Ülkemizde otomotiv ve ticari araç pazarında, yedek parça ve satış sonrası sektörünün gelişiminde önemli roller üstlenen MOTOR AŞİN, sektörün 2021 yılı değerlendirmeleri ve 2022 yılı beklentilerine dair önemli açıklamalarda bulundu. Virüs salgınının küresel çapta direkt olarak tüketici alışkanlıklarına ve arz-talep dengesine etki ettiğini vurgulayan MOTOR AŞİN CEO’su Saim Aşçı, bireysel otomobil ihtiyacının artması ve araç fiyatlarında yaşanan radikal artışlar sebebiyle servis ve bakımların da doğru orantılı olarak arttığını ve Türkiye yedek parça sektörünün bir önceki yıla göre yaklaşık yüzde 20’den fazla büyüme göstererek 7 milyar Euro’dan büyük bir pazara ulaştığını dile getirdi. Ciro anlamında 2021 yılının ilk üç çeyreğinde tüm zamanların en iyi rakamlarına ulaşılsa da yedek parça ve satış sonrası pazarının son çeyrekte dövizde yaşanan ani artışlardan olumsuz etkilendiğini ve beklentilerin kurdaki istikrara bağlı olduğunu ifade etti.

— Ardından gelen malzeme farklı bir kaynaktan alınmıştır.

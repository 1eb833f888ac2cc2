//! # Lunar Almanac Application Entry Point
//!
//! This binary prints a lunar almanac for the observer configured in
//! lunar-config.toml: the current phase and illumination, the next four
//! principal phases, a moonrise/moonset table and, on request, an ASCII
//! chart of the illuminated fraction. `--json` emits the same data as JSON.
//!
//! Logging goes through `env_logger`; set `RUST_LOG=debug` to trace the
//! horizon searches.

// Test modules
#[cfg(test)]
mod tests;

use std::path::PathBuf;

use anyhow::Context;
use chrono::{NaiveDate, TimeZone, Utc};
use clap::Parser;
use log::debug;

use lunar_almanac_lib::{
    config::{Config, CONFIG_FILE},
    renderer::{draw_ascii, render_almanac, Almanac},
    series::illumination_series,
};

/// Moon phases, illumination and moonrise/moonset for one observer.
#[derive(Debug, Parser)]
#[command(name = "lunar-almanac", version, about)]
struct Args {
    /// First civil day of the report (YYYY-MM-DD); defaults to today in the observer's zone
    #[arg(long)]
    date: Option<NaiveDate>,

    /// Number of days in the moonrise/moonset table
    #[arg(long)]
    days: Option<u32>,

    /// Configuration file
    #[arg(long, default_value = CONFIG_FILE)]
    config: PathBuf,

    /// Print the almanac as JSON
    #[arg(long)]
    json: bool,

    /// Append an ASCII chart of the illuminated fraction
    #[arg(long)]
    chart: bool,
}

/// Main application entry point.
fn main() -> anyhow::Result<()> {
    env_logger::init();
    let args = Args::parse();

    let config = Config::load_from_path(&args.config);
    let lunar_time = config
        .lunar_time()
        .context("configured observer is not usable")?;
    let zone = *lunar_time.zone();

    // Reference instant: now, or local midnight of the requested day
    let (reference, first_day) = match args.date {
        Some(date) => {
            let midnight = date
                .and_hms_opt(0, 0, 0)
                .context("requested date has no midnight")?;
            let start = zone
                .from_local_datetime(&midnight)
                .earliest()
                .with_context(|| format!("local midnight of {date} does not exist in {zone}"))?;
            (start.with_timezone(&Utc), date)
        }
        None => {
            let now = Utc::now();
            (now, now.with_timezone(&zone).date_naive())
        }
    };
    let days = args.days.unwrap_or(config.report.days);
    debug!("almanac for {first_day} ({days} days), reference {reference}");

    let almanac = Almanac::compute(
        &config.observer.name,
        &lunar_time,
        reference,
        first_day,
        days,
        config.report.precision,
    )
    .context("failed to compute almanac")?;

    if args.json {
        println!("{}", serde_json::to_string_pretty(&almanac)?);
        return Ok(());
    }

    print!("{}", render_almanac(&almanac));

    if args.chart {
        let window_hours = i16::try_from(u32::from(config.report.chart_window_days) * 24)
            .context("chart window too wide")?;
        let series = illumination_series(Some(reference), window_hours, 24)?;
        println!();
        draw_ascii(&series);
    }

    Ok(())
}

Ham madde tedariki, tedarik ayağı da tüm sektörü etkiler
Otomotivin ülkemiz ihracatında yüzde 13 gibi önemli bir paya sahip olduğunu söyleyen Aşçı, Türkiye’nin lojistik imkanlarını en iyi değerlendiren ülkelerden biri olduğunu ve yedek parça tedarikinde kritik görevler üstlendiğine dikkat çekerken “2022’de en büyük belirleyici unsur, istikrarlı ekonomik göstergelerin oluşuyor olması. Dövizdeki volatilitenin devamı yedek parça sektörünü ciddi anlamda sıkıntıya sokacaktır. Lakin istikrar sağlanırsa talep daralması olacağını öngörmüyoruz. Diğer belirleyici unsur ise hammadde sıkıntısı. Eğer bu problem kronikleşirse ve teslimatlar gecikirse, tedarik zincirinde önemli bir ayak kırılmış olur ve tüm otomotiv sektörü olumsuz etkilenir. Yine de 2022 yılına pozitif bakmak istiyoruz. Beklentimiz, kurun regüle olması ve hammadde problemlerinin direkt olarak ülkemizi etkilememesi.” şeklinde konuştu.
Mekanikten dijitale dönüşümde TOGG önemli roller üstlenecek
“Otomotiv sektörünün evrimi elektrikleşme sürecine baktığımızda ülkemiz için en önemli girdi 2023’de seri üretime başlayacak olan milli projemiz TOGG olacaktır.” diyen Aşçı, “Bilinirliği yüksek otomobil markalarının ithalatıyla kısa vadede istenilen adetlerde elektrikli araç parkına ulaşacağımızı düşünmüyoruz. Fakat TOGG bu işe ciddi bir ivme kazandıracak. Elektrikli araçların pazar payının artması, yedek parça sektörüne bir ivme kazandıracak ve mekanikten dijitale, elektroniğe ve yazılıma dönüşümde TOGG önemli roller üstlenecek. Tüm bu gelişmelerin sonuçlarını ise önümüzdeki 3 sene içerisinde göreceğimizi söyleyebiliriz.” dedi.